Porcentualmente, el voto por el cambio constitucional obtuvo 23,7 puntos más de los que recibió el presidente Sebastián Piñera en la segunda vuelta de 2017, un porcentaje envidiable en un mapa donde ningún partido alcanza el 20%. Queda pendiente el problema del 49% que no votó. ¿Dónde se encuentra? Seguramente, en una gama que va desde los temerosos de contagiarse hasta los ácratas y antisistema, pasando por los indiferentes crónicos y los grupos de izquierda que no participaron del acuerdo. La mecha incendiaria sufre un significativo recorte.

El caso es que, en medio de una aguda crisis política y económica, una mayoría de los chilenos ha aceptado iniciar una revisión profunda de su estructura institucional, mientras siguen vigentes los poderes que fueron puestos en jaque. Por añadidura, la convergencia entre la pandemia y los términos de mandatos harán que Chile tenga que renovar a lo largo de 2021 la totalidad de sus autoridades de elección popular, desde los concejos municipales hasta la presidencia de la República. El presidente Piñera —que en alguna de las noches del año pasado estuvo a punto de ser evacuado del palacio de gobierno— terminará su periodo en marzo de 2022, un poco antes de que esté redactada la nueva Constitución, que será promulgada por un nuevo jefe de Estado. “Nuevo” no es una expresión figurada: en los últimos 16 años, las mismas dos personas, Piñera y Michelle Bachelet, se han alternado el sillón presidencial.

El tren electoral que se prolongará por 12 meses aparece ahora como un instrumento que, por coincidencia absoluta, podría profundizar el insospechado cauce institucional de solución a una crisis todavía huérfana de respuestas y de explicaciones. La coincidencia tiene ciertas resonancias con esa frase que se atribuye a Augusto Pinochet: “Estábamos al borde del abismo y dimos un paso adelante”.

Las causas del llamado “estallido social” son tan variopintas como sus protagonistas, ya han producido una veintena de libros y nadie está en condiciones de imaginar siquiera en qué hubiese terminado de prolongarse por más tiempo. Las interpretaciones durarán años, cubriendo el rango más o menos usual que va desde las condiciones sociales estructurales, hasta la operación de grupos conspirativos. Cuestión de énfasis. O de ideología. Los daños que produjeron la revuelta y su represión no refrendan todas las versiones, pero no eliminan ninguna.

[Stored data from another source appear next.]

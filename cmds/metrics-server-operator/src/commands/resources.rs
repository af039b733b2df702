//! Handlers of the resource drift commands: list, scrub and sync.
//!
//! All three classify the labeled resources of the cluster against the
//! declared ones (correct, extra, missing) and print the classification.
//! Scrub and sync act on it first and print the classification that
//! remains afterwards.

use std::io::Write;

use anyhow::{Context, Result};
use clap::Args;
use manifest_reconciler::{ClusterApi, ReconciliationEngine, ResourceDiff};
use tracing::instrument;

use super::{GlobalArgs, ResourceArgs};
use crate::{
	k8s::KubeCluster,
	output::{write_diff, write_json},
};

#[derive(Args, Debug, Default)]
pub struct ListResourcesArgs {
	#[command(flatten)]
	pub resources: ResourceArgs,
}

#[derive(Args, Debug, Default)]
pub struct ScrubResourcesArgs {
	#[command(flatten)]
	pub resources: ResourceArgs,
}

#[derive(Args, Debug, Default)]
pub struct SyncResourcesArgs {
	#[command(flatten)]
	pub resources: ResourceArgs,
}

fn engine(global: &GlobalArgs, args: &ResourceArgs) -> Result<ReconciliationEngine<KubeCluster>> {
	let cluster = global.connect()?;
	Ok(global.engine(cluster)?.with_components(args.components()))
}

fn print<W: Write>(mut writer: W, diff: &ResourceDiff, json: bool) -> Result<()> {
	if json {
		write_json(&mut writer, diff)?;
	} else {
		write_diff(&mut writer, diff)?;
	}
	Ok(())
}

pub fn list<W: Write>(global: &GlobalArgs, args: ListResourcesArgs, writer: W) -> Result<()> {
	execute_list(&engine(global, &args.resources)?, &args.resources, writer)
}

pub fn scrub<W: Write>(global: &GlobalArgs, args: ScrubResourcesArgs, writer: W) -> Result<()> {
	execute_scrub(&engine(global, &args.resources)?, &args.resources, writer)
}

pub fn sync<W: Write>(global: &GlobalArgs, args: SyncResourcesArgs, writer: W) -> Result<()> {
	execute_sync(&engine(global, &args.resources)?, &args.resources, writer)
}

#[instrument(skip_all, fields(filter = ?args.kind_filter()))]
pub fn execute_list<C: ClusterApi, W: Write>(
	engine: &ReconciliationEngine<C>,
	args: &ResourceArgs,
	writer: W,
) -> Result<()> {
	let diff = engine
		.diff(args.kind_filter())
		.context("comparing cluster resources")?;
	print(writer, &diff, args.json)
}

/// Delete labeled resources that are no longer declared.
#[instrument(skip_all, fields(filter = ?args.kind_filter()))]
pub fn execute_scrub<C: ClusterApi, W: Write>(
	engine: &ReconciliationEngine<C>,
	args: &ResourceArgs,
	writer: W,
) -> Result<()> {
	let diff = engine
		.scrub(args.kind_filter())
		.context("scrubbing extra resources")?;
	print(writer, &diff, args.json)
}

/// Apply declared resources that exist without the ownership label.
#[instrument(skip_all, fields(filter = ?args.kind_filter()))]
pub fn execute_sync<C: ClusterApi, W: Write>(
	engine: &ReconciliationEngine<C>,
	args: &ResourceArgs,
	writer: W,
) -> Result<()> {
	let diff = engine
		.sync(args.kind_filter())
		.context("syncing missing resources")?;
	print(writer, &diff, args.json)
}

Tampoco existe ninguna certeza de que los agentes que encabezaron las acciones más violentas en el último año no vuelvan a tratar de resoplar el espíritu flamígero, como lo hicieron una semana antes del plebiscito. Pero es bastante probable que ya no susciten ni el entusiasmo que los exaltó ni la indiferencia que los amparó, y que se vean subsumidos por la tarea algo más épica y abstracta de recrear las instituciones democráticas. Sería un triunfo de la política sobre la anomia. O de la imaginación sobre el instinto.

Ascanio Cavallo es periodista y analista político chileno.